BEGIN Data for analysis

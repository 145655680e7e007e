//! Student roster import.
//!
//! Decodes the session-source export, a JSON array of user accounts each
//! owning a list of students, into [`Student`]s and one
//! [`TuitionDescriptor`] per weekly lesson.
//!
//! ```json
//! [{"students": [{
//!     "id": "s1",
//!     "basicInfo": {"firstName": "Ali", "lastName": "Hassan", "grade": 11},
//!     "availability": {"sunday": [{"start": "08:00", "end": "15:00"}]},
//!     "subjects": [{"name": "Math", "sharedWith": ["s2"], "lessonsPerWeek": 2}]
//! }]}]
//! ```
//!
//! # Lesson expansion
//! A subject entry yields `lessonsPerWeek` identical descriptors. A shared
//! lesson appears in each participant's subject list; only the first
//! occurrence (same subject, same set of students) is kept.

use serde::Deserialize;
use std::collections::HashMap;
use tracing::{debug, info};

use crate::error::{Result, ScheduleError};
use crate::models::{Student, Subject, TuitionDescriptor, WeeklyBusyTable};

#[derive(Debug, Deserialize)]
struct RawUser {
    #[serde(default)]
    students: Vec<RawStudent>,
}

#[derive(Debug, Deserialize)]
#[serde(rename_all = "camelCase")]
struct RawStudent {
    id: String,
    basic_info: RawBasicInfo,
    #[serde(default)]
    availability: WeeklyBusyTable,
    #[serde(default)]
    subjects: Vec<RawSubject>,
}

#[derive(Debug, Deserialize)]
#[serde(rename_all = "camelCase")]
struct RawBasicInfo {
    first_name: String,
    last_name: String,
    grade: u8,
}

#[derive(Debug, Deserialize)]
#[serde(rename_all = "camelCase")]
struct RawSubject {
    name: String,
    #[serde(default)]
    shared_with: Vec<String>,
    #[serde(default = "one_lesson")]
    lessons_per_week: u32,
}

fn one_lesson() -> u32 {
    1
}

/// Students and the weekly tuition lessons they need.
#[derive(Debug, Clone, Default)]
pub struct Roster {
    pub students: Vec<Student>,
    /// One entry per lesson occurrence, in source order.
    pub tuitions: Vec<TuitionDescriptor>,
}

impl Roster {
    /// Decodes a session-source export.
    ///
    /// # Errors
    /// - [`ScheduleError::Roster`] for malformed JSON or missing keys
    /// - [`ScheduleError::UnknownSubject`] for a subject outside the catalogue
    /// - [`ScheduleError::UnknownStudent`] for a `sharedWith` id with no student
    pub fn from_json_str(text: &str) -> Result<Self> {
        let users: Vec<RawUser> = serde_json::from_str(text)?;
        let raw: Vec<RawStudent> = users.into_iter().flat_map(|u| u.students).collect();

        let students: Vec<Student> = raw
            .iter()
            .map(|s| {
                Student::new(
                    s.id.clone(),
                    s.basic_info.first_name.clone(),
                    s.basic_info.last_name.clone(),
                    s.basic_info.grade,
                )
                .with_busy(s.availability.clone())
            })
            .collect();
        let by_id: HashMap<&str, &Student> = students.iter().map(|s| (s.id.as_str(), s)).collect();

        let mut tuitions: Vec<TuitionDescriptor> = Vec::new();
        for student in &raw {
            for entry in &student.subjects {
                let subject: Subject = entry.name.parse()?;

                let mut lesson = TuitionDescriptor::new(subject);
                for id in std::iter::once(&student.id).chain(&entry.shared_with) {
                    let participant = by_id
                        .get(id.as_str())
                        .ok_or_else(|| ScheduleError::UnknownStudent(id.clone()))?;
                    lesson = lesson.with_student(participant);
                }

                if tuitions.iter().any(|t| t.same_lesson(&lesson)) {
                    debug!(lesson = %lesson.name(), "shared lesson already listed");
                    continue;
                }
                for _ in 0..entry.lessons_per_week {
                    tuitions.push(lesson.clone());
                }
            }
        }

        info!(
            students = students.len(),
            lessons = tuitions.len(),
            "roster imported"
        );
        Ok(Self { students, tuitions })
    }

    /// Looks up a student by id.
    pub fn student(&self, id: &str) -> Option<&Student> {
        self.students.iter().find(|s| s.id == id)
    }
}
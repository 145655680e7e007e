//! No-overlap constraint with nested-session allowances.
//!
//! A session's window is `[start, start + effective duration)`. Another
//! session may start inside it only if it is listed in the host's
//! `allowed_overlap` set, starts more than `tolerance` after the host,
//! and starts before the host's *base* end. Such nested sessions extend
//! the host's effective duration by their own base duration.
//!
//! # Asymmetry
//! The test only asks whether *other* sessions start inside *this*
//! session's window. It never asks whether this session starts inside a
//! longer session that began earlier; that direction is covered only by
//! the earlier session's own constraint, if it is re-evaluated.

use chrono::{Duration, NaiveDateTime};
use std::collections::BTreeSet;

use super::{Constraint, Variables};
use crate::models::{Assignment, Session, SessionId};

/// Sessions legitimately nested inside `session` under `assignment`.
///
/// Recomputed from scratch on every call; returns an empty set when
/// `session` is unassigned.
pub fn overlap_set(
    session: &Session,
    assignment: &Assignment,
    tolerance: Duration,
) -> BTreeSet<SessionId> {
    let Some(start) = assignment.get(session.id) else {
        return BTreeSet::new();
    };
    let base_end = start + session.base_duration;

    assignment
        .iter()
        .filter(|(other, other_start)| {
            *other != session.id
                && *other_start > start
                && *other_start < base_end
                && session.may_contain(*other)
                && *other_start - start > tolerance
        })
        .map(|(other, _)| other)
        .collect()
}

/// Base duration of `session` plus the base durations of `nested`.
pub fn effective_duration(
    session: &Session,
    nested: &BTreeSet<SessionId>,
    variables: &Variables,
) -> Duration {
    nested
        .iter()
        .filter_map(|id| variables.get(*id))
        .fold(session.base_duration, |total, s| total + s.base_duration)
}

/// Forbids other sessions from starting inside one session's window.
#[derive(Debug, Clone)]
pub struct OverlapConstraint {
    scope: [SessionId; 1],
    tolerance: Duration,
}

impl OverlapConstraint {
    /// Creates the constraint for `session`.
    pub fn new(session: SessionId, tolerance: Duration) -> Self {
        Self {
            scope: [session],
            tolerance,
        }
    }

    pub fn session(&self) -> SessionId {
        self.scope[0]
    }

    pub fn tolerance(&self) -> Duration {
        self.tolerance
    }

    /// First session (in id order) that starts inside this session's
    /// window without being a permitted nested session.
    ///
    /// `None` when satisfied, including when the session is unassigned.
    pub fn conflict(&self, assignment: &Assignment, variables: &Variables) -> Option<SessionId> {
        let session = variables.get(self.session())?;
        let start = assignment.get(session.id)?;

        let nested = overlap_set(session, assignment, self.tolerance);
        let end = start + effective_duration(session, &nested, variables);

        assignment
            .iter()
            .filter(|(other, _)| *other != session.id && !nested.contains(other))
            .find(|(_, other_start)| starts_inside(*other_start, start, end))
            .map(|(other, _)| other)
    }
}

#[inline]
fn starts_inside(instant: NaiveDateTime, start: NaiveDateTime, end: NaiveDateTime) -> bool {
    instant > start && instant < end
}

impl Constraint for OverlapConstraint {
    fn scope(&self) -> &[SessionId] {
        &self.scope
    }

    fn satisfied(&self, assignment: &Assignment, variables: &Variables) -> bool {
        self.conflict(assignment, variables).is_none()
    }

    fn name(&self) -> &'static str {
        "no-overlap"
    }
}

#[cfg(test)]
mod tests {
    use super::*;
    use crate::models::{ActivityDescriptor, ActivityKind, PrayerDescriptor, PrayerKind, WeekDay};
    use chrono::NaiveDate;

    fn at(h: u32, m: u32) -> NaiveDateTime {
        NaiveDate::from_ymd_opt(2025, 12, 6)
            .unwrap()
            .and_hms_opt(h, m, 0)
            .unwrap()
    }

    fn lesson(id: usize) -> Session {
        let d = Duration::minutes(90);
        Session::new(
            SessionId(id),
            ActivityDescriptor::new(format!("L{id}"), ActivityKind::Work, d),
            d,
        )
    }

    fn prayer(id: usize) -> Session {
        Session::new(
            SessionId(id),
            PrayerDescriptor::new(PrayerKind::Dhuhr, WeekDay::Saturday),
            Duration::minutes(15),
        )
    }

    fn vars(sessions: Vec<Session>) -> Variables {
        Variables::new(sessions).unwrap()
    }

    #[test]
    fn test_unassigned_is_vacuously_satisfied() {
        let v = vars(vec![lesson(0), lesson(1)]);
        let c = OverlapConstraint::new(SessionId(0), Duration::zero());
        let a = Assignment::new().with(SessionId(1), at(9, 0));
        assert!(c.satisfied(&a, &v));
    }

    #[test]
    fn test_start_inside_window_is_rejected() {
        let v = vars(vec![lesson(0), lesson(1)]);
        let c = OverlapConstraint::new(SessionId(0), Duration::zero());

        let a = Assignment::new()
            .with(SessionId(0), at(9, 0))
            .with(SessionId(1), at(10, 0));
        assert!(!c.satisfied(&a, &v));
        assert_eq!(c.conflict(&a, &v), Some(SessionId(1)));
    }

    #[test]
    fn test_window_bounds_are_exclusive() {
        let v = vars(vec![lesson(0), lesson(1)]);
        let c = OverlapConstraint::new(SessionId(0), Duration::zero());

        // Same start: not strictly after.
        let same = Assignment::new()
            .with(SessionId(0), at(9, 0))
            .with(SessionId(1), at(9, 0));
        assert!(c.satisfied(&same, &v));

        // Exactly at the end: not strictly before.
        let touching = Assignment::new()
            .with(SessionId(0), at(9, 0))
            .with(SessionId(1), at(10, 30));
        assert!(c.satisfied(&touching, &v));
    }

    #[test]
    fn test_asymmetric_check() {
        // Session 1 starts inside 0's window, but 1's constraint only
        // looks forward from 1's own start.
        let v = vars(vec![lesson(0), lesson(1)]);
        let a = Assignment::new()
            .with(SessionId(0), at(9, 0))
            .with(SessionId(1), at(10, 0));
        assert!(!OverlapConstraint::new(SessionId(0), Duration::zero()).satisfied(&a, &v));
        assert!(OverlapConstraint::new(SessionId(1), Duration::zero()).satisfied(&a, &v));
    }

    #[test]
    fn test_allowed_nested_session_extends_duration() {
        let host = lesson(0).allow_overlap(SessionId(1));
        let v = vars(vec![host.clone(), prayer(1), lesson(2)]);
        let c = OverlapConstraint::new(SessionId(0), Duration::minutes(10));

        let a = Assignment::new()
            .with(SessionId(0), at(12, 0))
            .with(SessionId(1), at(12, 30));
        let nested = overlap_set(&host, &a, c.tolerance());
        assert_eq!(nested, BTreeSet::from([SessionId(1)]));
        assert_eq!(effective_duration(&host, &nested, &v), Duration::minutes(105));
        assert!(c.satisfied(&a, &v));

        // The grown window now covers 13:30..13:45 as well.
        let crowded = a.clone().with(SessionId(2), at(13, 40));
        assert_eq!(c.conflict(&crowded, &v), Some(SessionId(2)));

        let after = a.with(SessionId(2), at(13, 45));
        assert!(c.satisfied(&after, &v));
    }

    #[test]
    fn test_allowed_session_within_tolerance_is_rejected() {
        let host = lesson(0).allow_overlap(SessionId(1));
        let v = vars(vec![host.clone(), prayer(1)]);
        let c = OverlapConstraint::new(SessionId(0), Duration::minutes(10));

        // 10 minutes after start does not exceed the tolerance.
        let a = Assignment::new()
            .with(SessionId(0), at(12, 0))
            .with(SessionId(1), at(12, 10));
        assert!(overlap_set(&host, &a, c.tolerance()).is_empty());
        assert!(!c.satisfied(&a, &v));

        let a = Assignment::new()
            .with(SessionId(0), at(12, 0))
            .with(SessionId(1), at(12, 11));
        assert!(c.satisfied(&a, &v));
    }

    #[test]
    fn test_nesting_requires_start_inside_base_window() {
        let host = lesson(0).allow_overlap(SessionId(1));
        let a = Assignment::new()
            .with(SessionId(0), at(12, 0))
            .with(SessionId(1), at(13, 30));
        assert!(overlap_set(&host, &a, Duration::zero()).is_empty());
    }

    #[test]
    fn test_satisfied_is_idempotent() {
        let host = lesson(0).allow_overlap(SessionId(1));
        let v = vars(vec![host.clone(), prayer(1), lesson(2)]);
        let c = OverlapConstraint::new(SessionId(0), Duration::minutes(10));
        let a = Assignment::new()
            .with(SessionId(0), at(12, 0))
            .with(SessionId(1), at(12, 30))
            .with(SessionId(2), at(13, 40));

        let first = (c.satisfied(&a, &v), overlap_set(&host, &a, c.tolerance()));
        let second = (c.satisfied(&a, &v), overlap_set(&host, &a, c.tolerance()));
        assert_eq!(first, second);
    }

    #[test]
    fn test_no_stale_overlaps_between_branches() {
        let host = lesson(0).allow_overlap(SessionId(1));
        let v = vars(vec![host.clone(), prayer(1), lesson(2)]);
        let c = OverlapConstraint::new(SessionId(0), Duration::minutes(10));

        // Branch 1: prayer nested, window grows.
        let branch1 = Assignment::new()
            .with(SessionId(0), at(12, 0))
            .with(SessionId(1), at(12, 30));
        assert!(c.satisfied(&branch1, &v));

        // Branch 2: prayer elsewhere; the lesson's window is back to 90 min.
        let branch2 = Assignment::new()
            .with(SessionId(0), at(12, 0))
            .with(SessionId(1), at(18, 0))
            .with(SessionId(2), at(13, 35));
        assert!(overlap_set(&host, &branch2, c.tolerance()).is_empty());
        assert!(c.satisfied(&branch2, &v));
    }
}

END Data for analysis

__Try it__. All the lines that hold the word "participant" must appear in the answer, copied from the records.

__Problem solution__.
//! lesson appears in each participant's subject list; only the first
                    let participant = by_id
                    lesson = lesson.with_student(participant);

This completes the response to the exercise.